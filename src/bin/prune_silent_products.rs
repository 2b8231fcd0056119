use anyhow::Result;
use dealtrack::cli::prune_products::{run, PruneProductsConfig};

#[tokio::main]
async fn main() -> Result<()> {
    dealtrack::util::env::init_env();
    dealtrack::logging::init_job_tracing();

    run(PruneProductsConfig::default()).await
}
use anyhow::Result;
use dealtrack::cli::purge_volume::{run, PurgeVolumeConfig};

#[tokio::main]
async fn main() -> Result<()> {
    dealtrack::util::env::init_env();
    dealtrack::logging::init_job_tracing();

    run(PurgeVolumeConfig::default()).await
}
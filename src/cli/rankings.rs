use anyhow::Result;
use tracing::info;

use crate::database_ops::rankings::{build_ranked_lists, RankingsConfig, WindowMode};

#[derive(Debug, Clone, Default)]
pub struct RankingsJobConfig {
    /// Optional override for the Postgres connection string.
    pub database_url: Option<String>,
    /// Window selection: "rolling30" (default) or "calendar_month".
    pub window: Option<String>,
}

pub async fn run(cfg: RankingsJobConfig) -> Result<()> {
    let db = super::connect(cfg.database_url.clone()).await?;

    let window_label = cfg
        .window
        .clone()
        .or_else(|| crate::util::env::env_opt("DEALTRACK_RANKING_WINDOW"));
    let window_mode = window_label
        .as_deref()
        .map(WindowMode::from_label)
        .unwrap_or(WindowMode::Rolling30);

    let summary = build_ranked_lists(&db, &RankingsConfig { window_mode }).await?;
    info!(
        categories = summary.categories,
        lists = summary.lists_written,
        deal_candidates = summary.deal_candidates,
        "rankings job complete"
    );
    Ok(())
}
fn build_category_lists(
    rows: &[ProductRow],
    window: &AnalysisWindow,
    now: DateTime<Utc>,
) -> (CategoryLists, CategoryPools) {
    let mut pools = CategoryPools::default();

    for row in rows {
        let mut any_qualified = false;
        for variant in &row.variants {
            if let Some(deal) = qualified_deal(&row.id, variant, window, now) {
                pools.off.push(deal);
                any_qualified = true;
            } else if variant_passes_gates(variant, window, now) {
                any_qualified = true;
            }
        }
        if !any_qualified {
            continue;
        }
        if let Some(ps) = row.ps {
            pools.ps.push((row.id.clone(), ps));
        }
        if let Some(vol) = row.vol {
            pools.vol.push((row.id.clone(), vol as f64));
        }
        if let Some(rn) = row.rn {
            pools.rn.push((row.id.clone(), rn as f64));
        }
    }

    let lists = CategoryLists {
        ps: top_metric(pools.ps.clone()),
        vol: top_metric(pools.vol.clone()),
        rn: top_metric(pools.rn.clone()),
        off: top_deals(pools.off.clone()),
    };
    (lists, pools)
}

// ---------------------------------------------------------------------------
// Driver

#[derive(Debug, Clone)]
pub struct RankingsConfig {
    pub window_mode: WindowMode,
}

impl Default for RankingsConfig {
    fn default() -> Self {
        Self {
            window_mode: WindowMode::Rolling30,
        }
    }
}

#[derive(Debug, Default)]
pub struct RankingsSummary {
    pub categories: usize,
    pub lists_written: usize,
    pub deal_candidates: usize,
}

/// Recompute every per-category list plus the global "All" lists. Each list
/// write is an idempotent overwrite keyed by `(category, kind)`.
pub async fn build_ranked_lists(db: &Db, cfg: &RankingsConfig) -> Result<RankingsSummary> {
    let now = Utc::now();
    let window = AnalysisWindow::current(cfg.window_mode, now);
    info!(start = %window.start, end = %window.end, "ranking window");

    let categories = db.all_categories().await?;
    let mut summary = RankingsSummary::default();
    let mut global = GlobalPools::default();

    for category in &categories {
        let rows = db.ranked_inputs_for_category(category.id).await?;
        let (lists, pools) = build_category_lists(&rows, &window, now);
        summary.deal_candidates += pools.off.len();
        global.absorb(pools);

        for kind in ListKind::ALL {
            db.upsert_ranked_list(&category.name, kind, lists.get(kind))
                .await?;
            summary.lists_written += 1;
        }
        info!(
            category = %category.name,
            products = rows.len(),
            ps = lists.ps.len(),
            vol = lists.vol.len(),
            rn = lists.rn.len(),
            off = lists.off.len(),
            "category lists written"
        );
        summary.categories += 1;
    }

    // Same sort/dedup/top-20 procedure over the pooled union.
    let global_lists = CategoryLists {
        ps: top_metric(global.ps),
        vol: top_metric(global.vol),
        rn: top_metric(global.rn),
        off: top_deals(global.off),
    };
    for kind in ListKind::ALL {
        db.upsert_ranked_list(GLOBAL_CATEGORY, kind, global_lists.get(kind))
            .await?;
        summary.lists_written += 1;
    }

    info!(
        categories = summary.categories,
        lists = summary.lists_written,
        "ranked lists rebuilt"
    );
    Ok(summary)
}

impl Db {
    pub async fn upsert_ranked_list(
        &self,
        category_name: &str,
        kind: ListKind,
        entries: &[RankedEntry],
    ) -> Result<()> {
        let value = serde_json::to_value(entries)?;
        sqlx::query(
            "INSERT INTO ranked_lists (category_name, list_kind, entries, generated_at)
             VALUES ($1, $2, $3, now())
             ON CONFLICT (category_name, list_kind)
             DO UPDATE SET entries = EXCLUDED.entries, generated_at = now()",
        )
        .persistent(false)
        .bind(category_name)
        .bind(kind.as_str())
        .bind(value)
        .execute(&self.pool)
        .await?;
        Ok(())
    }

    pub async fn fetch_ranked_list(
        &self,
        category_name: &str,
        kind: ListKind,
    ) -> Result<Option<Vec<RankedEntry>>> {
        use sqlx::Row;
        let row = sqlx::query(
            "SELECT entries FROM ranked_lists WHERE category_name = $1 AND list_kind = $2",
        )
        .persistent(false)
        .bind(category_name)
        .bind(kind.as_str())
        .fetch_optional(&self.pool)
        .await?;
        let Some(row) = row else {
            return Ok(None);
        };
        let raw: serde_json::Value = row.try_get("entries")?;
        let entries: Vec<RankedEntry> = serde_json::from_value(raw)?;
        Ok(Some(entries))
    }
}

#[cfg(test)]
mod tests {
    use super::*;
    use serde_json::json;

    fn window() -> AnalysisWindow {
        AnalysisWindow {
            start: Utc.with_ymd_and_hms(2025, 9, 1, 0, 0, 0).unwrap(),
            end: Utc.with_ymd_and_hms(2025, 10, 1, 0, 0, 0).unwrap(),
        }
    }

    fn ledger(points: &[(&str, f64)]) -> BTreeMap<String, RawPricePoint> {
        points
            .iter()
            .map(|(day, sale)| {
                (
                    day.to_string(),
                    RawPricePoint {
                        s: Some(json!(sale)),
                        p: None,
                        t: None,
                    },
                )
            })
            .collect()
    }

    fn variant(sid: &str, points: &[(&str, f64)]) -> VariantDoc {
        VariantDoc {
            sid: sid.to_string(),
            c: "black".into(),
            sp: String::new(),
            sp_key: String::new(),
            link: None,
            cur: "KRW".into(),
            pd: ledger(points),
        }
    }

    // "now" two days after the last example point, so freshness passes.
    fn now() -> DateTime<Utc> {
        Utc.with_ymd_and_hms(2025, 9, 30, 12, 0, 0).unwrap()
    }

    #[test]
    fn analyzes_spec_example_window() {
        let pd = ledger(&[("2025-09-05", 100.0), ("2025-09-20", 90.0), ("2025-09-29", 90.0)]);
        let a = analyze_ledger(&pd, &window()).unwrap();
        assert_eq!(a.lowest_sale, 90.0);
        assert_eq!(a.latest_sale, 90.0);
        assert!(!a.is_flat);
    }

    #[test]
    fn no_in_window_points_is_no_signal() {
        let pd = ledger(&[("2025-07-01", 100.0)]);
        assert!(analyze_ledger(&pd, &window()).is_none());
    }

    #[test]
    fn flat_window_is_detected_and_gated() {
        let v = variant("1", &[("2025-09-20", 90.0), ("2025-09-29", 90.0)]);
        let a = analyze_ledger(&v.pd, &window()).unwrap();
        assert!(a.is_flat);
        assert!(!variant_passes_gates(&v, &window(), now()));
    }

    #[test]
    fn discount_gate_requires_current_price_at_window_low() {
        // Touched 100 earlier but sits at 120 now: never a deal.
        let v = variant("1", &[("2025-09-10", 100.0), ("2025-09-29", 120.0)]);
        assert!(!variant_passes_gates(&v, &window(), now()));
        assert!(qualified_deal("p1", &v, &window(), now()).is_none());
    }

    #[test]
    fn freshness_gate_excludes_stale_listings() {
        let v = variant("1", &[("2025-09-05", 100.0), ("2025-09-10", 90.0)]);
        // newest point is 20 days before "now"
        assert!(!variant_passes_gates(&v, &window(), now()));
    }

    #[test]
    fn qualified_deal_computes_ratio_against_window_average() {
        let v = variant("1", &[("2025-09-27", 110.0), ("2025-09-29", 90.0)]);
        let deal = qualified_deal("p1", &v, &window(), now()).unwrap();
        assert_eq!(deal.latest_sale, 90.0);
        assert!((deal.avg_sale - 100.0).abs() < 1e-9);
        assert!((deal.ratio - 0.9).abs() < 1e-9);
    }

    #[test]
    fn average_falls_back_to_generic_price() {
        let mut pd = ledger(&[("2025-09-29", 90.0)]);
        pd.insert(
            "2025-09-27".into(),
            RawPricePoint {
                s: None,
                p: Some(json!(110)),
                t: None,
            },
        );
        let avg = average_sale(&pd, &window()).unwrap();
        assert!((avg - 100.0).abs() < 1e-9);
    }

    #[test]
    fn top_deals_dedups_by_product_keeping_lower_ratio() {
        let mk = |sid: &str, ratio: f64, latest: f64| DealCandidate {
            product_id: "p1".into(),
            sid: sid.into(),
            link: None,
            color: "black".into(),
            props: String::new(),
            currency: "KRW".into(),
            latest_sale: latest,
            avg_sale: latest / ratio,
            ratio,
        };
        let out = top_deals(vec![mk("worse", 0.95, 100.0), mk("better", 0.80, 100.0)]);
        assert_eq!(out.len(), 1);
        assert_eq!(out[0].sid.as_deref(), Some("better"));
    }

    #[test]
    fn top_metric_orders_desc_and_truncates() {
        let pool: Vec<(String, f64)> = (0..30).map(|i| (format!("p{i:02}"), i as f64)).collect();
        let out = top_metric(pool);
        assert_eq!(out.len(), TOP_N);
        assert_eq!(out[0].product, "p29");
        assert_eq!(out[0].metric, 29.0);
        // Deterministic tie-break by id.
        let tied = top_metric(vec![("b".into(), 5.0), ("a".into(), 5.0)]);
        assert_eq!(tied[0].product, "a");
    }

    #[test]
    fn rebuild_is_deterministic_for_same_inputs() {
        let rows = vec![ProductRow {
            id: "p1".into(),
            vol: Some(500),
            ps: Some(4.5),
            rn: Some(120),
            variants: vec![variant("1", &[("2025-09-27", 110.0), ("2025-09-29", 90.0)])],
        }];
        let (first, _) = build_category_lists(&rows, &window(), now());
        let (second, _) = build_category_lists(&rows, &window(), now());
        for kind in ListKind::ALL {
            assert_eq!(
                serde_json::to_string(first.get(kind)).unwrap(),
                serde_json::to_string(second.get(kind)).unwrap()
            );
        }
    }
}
============
Only lines containing "PruneProductsConfig" belong in the answer; copy every such line from the records.

use dealtrack::cli::prune_products::{run, PruneProductsConfig};
    run(PruneProductsConfig::default()).await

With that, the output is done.